Task instructions: Using the records below, find every line that includes "emitted" and copy it.

Listed entries section start

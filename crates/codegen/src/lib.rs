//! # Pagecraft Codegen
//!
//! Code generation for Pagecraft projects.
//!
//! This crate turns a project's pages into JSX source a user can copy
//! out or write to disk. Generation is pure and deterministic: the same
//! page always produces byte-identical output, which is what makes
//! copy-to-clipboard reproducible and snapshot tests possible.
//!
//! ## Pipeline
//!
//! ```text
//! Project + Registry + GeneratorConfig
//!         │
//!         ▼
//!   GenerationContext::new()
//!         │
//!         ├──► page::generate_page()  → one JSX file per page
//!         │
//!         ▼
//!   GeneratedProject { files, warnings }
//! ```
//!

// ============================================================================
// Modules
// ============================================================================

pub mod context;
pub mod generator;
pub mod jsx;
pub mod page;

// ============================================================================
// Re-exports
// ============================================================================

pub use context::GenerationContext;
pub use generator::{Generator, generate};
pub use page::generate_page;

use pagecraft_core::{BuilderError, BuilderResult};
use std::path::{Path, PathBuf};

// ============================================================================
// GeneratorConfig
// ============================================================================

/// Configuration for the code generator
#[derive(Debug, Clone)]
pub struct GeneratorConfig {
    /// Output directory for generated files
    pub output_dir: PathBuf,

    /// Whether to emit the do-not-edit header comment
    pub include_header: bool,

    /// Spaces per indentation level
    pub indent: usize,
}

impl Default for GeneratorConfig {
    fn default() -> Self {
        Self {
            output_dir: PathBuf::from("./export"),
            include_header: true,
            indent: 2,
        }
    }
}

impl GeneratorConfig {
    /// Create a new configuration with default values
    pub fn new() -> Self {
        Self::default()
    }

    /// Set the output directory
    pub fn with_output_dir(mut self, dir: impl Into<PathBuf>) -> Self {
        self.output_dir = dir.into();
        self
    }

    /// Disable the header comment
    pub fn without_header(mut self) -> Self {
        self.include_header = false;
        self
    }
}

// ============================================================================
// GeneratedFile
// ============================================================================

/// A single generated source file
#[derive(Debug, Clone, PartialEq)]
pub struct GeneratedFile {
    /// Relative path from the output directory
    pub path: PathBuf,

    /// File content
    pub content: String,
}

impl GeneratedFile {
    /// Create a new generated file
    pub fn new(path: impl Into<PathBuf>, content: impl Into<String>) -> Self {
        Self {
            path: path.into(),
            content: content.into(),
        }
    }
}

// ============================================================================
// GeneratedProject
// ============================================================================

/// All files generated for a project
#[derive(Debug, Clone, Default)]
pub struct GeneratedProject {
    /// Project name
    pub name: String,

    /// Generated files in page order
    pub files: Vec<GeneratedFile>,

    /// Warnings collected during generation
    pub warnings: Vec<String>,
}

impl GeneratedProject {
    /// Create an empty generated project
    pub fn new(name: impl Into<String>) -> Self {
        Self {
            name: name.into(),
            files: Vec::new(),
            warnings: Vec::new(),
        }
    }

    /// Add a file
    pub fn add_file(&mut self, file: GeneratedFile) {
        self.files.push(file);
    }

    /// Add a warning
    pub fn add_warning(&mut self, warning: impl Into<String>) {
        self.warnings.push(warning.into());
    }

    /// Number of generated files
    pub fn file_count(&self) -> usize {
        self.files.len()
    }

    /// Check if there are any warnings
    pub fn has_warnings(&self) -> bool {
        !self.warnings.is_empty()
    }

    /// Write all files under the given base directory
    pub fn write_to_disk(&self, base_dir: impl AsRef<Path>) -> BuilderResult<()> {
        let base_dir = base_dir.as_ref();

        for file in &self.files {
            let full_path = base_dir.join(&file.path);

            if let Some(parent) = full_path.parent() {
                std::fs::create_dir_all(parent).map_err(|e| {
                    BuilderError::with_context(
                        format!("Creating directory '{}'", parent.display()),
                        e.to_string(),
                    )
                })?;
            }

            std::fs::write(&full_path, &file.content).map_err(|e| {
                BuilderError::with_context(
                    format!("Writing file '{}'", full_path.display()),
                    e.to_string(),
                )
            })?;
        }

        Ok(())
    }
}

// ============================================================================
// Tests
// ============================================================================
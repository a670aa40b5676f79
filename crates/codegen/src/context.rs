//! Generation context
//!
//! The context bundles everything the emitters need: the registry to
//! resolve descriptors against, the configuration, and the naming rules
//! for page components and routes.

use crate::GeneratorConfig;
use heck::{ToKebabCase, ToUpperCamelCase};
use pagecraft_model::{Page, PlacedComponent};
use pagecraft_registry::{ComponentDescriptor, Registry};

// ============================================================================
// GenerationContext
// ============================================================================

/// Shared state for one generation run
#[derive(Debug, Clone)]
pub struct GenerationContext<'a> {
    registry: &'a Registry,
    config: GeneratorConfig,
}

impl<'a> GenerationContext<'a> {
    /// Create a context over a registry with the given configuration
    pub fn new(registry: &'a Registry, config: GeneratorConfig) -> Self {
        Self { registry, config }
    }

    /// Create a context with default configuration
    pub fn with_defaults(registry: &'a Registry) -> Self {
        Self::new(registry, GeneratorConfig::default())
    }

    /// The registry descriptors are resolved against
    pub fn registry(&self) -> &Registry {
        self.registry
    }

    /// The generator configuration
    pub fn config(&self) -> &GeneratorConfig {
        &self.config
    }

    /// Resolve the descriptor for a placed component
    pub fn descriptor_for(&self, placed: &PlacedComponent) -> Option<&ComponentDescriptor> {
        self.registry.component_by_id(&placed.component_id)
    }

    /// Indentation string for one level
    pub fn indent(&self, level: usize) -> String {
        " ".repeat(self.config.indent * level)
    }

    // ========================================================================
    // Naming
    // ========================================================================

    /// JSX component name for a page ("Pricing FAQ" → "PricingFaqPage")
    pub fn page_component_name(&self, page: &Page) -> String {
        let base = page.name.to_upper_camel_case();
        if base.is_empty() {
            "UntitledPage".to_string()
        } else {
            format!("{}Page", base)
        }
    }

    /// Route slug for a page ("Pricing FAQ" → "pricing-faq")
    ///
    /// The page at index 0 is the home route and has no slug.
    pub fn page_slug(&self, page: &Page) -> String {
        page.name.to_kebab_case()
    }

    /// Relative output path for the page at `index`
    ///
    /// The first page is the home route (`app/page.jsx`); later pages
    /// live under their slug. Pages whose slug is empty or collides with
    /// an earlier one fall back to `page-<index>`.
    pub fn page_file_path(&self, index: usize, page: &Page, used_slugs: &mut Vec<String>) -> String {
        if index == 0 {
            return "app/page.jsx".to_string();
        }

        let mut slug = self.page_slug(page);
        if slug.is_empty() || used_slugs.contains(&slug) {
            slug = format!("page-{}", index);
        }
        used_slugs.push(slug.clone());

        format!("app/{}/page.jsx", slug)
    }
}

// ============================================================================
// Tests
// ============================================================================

Listed entries section end
Listed entries section start

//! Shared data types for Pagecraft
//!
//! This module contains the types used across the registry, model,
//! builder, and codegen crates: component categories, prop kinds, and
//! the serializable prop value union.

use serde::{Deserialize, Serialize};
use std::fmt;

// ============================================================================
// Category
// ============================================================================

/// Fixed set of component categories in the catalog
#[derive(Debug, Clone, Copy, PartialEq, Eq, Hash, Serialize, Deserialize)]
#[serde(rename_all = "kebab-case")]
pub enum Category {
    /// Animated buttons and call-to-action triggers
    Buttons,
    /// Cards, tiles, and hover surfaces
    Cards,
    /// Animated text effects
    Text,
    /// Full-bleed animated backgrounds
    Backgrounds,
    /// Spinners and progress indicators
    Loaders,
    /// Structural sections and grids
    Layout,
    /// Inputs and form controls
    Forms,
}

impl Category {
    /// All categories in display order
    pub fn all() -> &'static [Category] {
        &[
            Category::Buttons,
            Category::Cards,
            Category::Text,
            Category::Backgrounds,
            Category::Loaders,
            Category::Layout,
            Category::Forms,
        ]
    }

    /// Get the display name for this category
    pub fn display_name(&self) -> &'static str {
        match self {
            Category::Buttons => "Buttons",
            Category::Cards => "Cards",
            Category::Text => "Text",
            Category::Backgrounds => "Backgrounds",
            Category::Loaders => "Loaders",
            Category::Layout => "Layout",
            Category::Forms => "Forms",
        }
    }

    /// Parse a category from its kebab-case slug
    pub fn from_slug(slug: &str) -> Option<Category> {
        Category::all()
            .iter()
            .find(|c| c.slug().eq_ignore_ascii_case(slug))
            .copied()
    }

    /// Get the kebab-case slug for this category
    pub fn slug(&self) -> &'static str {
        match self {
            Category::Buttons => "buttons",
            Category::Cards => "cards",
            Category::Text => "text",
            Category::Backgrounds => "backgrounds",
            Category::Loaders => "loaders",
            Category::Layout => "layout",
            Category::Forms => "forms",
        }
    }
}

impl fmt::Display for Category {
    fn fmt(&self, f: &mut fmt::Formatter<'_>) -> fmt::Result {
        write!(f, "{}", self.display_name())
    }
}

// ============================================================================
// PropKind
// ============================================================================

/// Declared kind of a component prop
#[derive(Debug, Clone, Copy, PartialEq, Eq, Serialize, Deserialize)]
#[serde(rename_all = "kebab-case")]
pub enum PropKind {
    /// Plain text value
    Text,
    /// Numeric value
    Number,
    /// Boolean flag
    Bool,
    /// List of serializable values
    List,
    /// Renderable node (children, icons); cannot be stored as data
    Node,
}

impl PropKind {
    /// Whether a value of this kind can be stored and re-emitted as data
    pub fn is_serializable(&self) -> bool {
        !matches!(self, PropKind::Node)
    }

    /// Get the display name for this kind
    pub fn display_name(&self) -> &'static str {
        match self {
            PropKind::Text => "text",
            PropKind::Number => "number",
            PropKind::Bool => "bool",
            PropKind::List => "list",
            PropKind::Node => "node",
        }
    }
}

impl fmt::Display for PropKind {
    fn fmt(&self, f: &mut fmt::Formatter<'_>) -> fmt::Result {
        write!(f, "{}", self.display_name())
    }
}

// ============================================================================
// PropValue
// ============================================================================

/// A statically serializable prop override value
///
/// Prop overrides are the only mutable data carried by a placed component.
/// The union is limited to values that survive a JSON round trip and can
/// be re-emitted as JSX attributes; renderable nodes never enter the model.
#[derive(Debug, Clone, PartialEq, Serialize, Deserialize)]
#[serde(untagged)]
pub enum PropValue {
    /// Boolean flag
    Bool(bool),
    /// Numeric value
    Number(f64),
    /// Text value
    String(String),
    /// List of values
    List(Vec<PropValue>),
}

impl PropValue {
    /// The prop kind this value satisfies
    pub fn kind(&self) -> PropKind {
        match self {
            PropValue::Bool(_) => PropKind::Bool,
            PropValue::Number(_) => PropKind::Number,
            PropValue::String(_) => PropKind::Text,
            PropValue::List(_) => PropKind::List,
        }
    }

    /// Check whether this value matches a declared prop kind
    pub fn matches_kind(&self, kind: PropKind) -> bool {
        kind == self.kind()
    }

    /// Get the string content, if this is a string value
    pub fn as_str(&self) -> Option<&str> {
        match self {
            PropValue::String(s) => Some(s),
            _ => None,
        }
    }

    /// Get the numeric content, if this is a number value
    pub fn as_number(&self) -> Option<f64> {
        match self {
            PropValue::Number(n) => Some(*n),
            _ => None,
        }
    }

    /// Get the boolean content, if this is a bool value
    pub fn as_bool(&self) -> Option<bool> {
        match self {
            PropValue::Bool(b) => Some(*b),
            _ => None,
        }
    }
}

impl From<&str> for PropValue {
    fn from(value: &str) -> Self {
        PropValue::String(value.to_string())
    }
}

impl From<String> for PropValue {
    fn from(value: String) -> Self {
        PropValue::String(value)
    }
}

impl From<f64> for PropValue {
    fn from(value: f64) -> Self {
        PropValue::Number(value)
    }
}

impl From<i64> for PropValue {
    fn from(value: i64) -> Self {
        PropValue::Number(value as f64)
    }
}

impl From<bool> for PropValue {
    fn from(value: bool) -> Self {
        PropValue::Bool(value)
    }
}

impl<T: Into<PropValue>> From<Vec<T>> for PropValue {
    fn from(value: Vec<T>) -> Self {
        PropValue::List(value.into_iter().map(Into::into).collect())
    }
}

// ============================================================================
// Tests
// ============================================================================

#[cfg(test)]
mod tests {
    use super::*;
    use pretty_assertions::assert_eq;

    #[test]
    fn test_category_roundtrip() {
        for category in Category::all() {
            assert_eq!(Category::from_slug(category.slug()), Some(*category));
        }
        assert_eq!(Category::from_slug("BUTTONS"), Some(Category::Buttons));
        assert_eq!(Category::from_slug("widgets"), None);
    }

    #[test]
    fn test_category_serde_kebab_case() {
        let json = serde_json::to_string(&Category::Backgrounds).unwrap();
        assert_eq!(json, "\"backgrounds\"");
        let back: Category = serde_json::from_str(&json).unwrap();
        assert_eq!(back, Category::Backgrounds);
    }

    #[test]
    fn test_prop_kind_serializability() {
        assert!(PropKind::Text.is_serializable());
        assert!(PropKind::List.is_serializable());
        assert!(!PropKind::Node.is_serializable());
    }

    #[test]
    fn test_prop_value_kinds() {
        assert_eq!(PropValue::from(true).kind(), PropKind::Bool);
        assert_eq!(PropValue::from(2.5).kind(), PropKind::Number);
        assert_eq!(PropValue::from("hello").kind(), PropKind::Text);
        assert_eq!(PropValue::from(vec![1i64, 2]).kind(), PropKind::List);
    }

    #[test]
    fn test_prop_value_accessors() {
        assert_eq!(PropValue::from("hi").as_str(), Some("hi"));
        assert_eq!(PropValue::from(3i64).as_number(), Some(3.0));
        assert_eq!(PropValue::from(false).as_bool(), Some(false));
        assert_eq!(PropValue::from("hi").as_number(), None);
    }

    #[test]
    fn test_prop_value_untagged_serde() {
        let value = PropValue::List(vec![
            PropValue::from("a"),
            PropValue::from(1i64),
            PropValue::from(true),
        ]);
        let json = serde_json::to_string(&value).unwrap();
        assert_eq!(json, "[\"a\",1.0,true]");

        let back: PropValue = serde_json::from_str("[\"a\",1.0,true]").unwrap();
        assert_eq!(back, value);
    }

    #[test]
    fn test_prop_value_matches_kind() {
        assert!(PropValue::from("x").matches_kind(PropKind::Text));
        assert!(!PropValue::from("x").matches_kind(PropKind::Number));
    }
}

Listed entries section end

Answer section:
    /// Whether a value of this kind can be stored and re-emitted as data
/// be re-emitted as JSX attributes; renderable nodes never enter the model.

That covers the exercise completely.